Experts say that red flags that went unheeded before the Arizona shooting tragedy have exposed a gaping hole in the US mental health care system.
Dozens of witnesses, police officials, neighbors, friends, teachers and classmates of the accused gunman, Jared Loughner, pointed to warning signs that should have alerted authorities to the 22-year-old's descent into into mental illness.
There were the alarming comments to students and teachers at the community college that eventually suspended him; the reported looks and comments at his local bank, where tellers routinely felt for the alarm button when he walked in; and behavior that Arizona authorities said showed Loughner hoped to acquire a firearm -- even after being rejected by the US Army for failing a drug test.
Loughner has been charged with shooting a US lawmaker and 19 others who had gathered to meet her in a supermarket parking on January 8, using a legally purchased Glock semi-automatic handgun.
Six people were killed and 14 were wounded, including US Representative Gabrielle Giffords who was shot in the head.
The tragedy has fueled intense debate on America's controversial gun laws and how such a troubled man could acquire a weapon.
But it has shone a more glaring spotlight on the US health care system, and in particular the country's inability to responsibly treat its mentally ill.
"I think the system failed miserably," said doctor Fuller Torrey, founder of the Treatment Advocacy Center (TAC) which advocates for stricter laws requiring treatment for the mentally ill.
"This is a psychiatric failure, it's not a political failure," he told CNN on Sunday. "It's a failure of our ability to provide basic care for people who have brain diseases that are seriously mentally ill."
Arizona, Torrey and other experts say, has among the worst mental health services in the United States, with only one state, Nevada, with fewer public beds for mentally ill patients.
"So even if someone tried to get treatment for this fellow, it may or may not have succeeded in Arizona, because they have cut many of their outpatient services."
The same could be said for virtually all 50 states.
"Nationwide, the mental health care system is broken," executive director Michael Fitzpatrick of the National Alliance on Mental Illness (NAMI) said in a stinging indictment after the tragedy.
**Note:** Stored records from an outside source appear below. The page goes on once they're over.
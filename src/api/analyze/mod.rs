// Copyright (c) 2025 Fabstir
// SPDX-License-Identifier: BUSL-1.1
//! Analyze API endpoint module
//!
//! Provides POST /analyze for diagnosing an uploaded leaf or fruit photo.

pub mod handler;
pub mod request;
pub mod response;

pub use handler::analyze_handler;
pub use request::{read_image_upload, ImageUpload};
pub use response::{
    AnalyzeResponse, ClassificationResult, ClassProbability, Detection, ImageDimensions,
    MaskPoint, ModelsUsed, Segmentation,
};
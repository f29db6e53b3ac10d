// Copyright (c) 2025 Fabstir
// SPDX-License-Identifier: BUSL-1.1
//! Analyze endpoint handler

use axum::{extract::State, Json};
use axum_extra::extract::Multipart;
use tracing::{debug, error, warn};

use super::request::read_image_upload;
use super::response::AnalyzeResponse;
use crate::api::errors::ApiError;
use crate::api::http_server::AppState;
use crate::vision::{analyze, decode_image_bytes};

/// POST /analyze - Diagnose an uploaded image
///
/// Accepts a multipart form with the image in the `file` field and returns the
/// classification, detected regions and segmented instances.
///
/// # Response
/// - `classification`: predicted label, confidence, full probability list, model
/// - `detections`: `{label, confidence, bbox}` with bbox as `[x, y, w, h]` percentages
/// - `segmentations`: detections plus `mask_points` percentages
/// - `models_used`: identifiers of the models that ran (null when not loaded)
/// - `image`: original width and height in pixels
/// - `processing_time_ms`: time spent in the models
///
/// # Errors
/// - 400 Bad Request: non-image content type, empty upload, undecodable image
/// - 413 Payload Too Large: upload exceeds the configured maximum
/// - 503 Service Unavailable: classification model not loaded
/// - 500 Internal Server Error: a model failed during inference
pub async fn analyze_handler(
    State(state): State<AppState>,
    mut multipart: Multipart,
) -> Result<Json<AnalyzeResponse>, ApiError> {
    // 1. Extract and validate the upload
    let upload = read_image_upload(&mut multipart, state.max_upload_bytes)
        .await
        .map_err(|e| {
            warn!("Analyze upload rejected: {}", e);
            e
        })?;
    upload.validate().map_err(|e| {
        warn!("Analyze upload rejected: {}", e);
        e
    })?;

    // 2. Decode to RGB
    let (image, image_info) =
        decode_image_bytes(&upload.data, state.max_upload_bytes).map_err(|e| {
            warn!("Failed to decode image {:?}: {}", upload.file_name, e);
            ApiError::from(e)
        })?;

    debug!(
        "Decoded image: {}x{}, {:?}, {} bytes",
        image_info.width, image_info.height, image_info.format, image_info.size_bytes
    );

    // 3. Run the models off the async runtime
    let models = state.models.clone();
    let options = state.options;
    let report = tokio::task::spawn_blocking(move || analyze(&models, &image, &options))
        .await
        .map_err(|e| {
            error!("Analysis task failed: {}", e);
            ApiError::InternalError("Analysis task failed".to_string())
        })?
        .map_err(|e| {
            warn!("Analysis failed: {}", e);
            ApiError::from(e)
        })?;

    Ok(Json(AnalyzeResponse::from(report)))
}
According to a recent TAC report, the number of hospital beds for the mentally ill has plunged by 95 percent since 1955, and three times more people with mental illness are now in jail than in hospital.
Only a single state -- Mississippi -- has the recommended number of beds, the report said.
But who fills these beds, and under what conditions? The questions are crucial for a system that by its constitutional nature must balance the safety of its citizenry with individual rights.
The vast majority of people with diagnosed mental illness are not a violent threat to society. The challenge, many experts argue, is making that threat determination -- and acting on it to ensure the ill person is treated.
Rudy Giuliani, the former mayor of New York, spoke Sunday about the problem, blasting the nation's "inability to deal with mental illness and our inability to deal with it as a society."
"This man was crying out for someone who needed to be treated," he told CBS News. "You would think, at some point along the way, he'd have been evaluated."
Giuliani said he learned as mayor that many people diagnosed with mental illness get no follow-up treatment or prescribed medication.
"Maybe that follow-up is needed now. And that would probably be the most relevant response to this tragedy."
Expansion of the health care system is unlikely in the next few years, with Republicans this month taking control of the House of Representatives and vowing to slash billions of dollars from a bloated federal budget.
But Democrat Debbie Wasserman Schultz acknowledged that "we have a tremendous gap in coverage for mental health care," and that repealing President Barack Obama's signature health care reform law, as Republicans vow to try to do, would invalidate mandates for improved mental health coverage.
As for the warning signs that Loughner presented a threat to society, Pima County sheriff's department chief Rick Kastigar acknowledged there were many.
"But each one was relatively benign," he told ABC News.
"There are criticisms that say, "Why didn't cops arrest this guy before?'" he added.
"We're bound by the law, and the totality of those issues didn't rise to the level that would allow law enforcement to take action."